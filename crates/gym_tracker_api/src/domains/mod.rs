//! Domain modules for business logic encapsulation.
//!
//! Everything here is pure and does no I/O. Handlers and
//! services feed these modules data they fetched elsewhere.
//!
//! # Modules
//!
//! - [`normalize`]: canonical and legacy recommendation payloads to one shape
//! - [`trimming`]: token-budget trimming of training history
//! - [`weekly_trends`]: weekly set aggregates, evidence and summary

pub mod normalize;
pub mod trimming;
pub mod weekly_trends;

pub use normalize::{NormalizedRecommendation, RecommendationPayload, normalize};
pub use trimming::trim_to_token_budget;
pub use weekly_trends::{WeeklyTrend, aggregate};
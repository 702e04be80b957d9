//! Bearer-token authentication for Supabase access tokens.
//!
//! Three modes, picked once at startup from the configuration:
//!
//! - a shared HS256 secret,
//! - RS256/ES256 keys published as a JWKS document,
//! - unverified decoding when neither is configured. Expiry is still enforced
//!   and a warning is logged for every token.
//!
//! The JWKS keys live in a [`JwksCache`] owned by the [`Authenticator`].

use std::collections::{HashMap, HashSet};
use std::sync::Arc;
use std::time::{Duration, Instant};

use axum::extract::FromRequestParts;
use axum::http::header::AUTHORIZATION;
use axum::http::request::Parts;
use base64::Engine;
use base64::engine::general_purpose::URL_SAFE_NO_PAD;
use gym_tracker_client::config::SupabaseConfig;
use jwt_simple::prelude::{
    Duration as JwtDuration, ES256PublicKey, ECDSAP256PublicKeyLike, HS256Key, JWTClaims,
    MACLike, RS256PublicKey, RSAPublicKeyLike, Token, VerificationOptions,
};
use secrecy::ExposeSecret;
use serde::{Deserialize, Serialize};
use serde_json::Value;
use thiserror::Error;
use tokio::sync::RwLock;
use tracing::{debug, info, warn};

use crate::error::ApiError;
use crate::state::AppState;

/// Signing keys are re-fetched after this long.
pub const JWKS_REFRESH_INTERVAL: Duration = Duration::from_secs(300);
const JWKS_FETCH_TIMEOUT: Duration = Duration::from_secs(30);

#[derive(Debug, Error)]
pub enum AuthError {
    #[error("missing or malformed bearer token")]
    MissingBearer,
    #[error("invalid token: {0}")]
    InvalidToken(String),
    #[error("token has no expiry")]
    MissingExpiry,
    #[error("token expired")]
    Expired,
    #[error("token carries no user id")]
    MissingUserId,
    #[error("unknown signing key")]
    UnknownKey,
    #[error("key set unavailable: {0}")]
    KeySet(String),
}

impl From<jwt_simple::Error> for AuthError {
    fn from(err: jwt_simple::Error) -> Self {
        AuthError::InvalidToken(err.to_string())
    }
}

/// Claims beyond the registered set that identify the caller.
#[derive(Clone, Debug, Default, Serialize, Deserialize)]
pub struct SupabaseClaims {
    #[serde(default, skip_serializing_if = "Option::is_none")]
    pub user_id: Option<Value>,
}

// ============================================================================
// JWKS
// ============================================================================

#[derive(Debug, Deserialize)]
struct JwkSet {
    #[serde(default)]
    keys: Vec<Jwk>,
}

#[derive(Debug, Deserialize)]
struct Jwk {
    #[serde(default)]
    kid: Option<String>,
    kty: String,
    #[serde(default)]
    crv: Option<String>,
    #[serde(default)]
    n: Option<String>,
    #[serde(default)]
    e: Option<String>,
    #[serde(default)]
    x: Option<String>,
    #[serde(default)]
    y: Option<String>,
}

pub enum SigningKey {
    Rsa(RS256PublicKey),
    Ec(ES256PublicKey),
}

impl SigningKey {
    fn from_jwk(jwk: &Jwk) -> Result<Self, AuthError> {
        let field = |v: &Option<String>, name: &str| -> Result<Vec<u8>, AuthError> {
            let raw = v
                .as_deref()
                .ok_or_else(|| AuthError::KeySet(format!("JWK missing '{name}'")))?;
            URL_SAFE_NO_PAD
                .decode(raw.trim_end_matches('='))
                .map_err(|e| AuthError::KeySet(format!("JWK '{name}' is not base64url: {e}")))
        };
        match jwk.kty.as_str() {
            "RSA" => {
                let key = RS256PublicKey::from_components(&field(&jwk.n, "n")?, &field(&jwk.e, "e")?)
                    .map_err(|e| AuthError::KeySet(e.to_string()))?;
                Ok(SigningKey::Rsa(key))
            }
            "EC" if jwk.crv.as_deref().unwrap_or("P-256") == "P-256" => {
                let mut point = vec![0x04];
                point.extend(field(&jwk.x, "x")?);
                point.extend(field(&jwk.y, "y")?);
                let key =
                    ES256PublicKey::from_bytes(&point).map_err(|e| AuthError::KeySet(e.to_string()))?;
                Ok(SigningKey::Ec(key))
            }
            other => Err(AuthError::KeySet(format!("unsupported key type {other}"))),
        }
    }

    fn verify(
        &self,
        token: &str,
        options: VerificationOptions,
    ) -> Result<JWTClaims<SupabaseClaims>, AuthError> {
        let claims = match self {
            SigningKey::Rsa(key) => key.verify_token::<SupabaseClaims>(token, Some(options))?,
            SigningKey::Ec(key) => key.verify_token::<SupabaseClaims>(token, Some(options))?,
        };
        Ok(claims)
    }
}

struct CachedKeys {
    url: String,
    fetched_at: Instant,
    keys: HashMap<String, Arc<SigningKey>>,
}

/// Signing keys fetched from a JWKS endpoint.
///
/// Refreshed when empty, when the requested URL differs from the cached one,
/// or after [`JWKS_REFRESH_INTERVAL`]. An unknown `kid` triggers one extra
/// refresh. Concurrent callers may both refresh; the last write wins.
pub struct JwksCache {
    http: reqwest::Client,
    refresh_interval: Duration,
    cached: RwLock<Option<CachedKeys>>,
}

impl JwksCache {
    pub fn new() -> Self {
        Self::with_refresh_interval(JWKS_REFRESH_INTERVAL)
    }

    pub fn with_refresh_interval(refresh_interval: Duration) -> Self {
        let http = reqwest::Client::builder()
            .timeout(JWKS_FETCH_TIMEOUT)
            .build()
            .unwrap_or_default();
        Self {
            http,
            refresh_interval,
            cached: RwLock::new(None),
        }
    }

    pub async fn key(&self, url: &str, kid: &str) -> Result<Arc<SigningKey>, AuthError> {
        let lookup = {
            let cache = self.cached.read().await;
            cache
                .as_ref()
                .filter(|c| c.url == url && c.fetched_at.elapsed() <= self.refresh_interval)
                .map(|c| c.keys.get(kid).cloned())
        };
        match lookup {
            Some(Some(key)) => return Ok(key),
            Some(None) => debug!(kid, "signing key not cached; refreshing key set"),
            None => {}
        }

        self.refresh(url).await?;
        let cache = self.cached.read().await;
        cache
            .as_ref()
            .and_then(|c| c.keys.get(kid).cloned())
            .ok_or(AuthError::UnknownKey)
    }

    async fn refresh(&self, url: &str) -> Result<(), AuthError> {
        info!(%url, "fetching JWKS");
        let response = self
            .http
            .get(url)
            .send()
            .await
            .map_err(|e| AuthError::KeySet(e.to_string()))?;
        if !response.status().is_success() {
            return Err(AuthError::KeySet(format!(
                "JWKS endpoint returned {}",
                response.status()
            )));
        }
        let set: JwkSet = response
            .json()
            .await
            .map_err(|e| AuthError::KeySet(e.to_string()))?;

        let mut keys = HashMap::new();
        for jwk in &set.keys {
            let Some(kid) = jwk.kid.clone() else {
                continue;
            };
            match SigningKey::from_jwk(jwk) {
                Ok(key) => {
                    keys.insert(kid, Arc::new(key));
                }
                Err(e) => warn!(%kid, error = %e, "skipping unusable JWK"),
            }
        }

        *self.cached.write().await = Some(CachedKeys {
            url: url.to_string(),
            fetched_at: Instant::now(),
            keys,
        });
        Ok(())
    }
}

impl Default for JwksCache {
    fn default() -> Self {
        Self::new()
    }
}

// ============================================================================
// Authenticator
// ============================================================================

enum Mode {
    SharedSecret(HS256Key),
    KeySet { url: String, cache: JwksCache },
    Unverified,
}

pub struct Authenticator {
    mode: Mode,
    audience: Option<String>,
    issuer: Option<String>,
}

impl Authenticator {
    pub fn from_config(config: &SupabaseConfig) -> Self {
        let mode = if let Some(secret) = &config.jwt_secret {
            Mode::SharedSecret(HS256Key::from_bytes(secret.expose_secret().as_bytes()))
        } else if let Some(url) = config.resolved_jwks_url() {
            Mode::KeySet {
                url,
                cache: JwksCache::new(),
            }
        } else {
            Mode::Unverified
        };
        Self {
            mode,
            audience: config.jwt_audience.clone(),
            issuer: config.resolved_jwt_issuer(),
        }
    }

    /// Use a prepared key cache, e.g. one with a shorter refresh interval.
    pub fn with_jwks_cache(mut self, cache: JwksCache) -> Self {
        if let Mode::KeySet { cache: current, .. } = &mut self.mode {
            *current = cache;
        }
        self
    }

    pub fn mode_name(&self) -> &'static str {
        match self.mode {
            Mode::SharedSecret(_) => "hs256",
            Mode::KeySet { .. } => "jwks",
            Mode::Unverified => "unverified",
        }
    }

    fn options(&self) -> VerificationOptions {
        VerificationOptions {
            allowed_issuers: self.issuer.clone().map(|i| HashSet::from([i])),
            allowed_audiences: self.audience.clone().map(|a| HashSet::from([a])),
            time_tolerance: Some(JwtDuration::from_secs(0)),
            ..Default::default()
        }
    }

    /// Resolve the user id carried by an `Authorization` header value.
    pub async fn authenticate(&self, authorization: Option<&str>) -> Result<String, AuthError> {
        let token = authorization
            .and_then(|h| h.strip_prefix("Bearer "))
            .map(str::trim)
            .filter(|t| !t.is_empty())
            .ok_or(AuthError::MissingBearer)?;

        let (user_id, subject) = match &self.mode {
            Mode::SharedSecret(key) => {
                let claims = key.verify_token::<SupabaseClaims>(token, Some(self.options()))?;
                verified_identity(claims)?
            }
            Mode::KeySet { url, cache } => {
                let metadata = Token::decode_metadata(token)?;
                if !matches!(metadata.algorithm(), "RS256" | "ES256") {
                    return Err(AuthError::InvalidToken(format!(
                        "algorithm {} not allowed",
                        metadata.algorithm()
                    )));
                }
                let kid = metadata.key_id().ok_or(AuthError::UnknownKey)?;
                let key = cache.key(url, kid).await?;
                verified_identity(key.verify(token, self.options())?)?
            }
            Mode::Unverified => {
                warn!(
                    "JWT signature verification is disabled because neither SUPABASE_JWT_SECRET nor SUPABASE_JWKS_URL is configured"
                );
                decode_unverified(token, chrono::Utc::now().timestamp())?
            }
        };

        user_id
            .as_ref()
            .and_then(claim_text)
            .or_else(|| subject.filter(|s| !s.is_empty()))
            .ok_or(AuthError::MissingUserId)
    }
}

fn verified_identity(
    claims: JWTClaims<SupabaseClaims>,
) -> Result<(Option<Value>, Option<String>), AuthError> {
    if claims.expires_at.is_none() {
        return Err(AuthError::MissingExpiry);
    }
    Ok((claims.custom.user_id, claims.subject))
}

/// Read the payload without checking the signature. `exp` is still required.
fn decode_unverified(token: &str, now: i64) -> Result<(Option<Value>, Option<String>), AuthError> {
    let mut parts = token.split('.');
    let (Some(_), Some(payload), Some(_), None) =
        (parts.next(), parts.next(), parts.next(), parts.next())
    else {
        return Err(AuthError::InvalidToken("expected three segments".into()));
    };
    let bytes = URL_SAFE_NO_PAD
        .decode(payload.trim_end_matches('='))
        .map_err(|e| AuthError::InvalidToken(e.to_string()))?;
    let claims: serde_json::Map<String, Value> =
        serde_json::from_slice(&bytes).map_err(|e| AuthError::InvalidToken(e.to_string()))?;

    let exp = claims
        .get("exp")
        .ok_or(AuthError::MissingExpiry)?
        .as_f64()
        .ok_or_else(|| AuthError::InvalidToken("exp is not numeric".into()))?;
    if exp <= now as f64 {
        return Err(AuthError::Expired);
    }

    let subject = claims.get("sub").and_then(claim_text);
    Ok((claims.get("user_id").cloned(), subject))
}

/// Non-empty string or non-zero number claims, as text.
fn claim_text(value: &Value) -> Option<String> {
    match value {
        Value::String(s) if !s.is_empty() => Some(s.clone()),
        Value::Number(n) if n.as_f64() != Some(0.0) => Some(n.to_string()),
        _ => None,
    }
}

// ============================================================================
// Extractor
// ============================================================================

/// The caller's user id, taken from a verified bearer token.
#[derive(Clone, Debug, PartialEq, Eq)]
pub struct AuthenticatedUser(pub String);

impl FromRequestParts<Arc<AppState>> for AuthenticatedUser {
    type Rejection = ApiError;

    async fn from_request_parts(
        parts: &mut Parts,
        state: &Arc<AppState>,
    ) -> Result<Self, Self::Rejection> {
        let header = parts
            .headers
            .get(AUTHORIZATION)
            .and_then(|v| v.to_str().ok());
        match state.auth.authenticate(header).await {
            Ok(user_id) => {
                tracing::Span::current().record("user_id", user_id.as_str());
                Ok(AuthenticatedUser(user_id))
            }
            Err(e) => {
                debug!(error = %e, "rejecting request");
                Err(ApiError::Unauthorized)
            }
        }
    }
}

══════

EXERCISE GOAL
Count the lines holding the word "const" in this material. Reply with the number and nothing else.

COMPLETED EXERCISE
2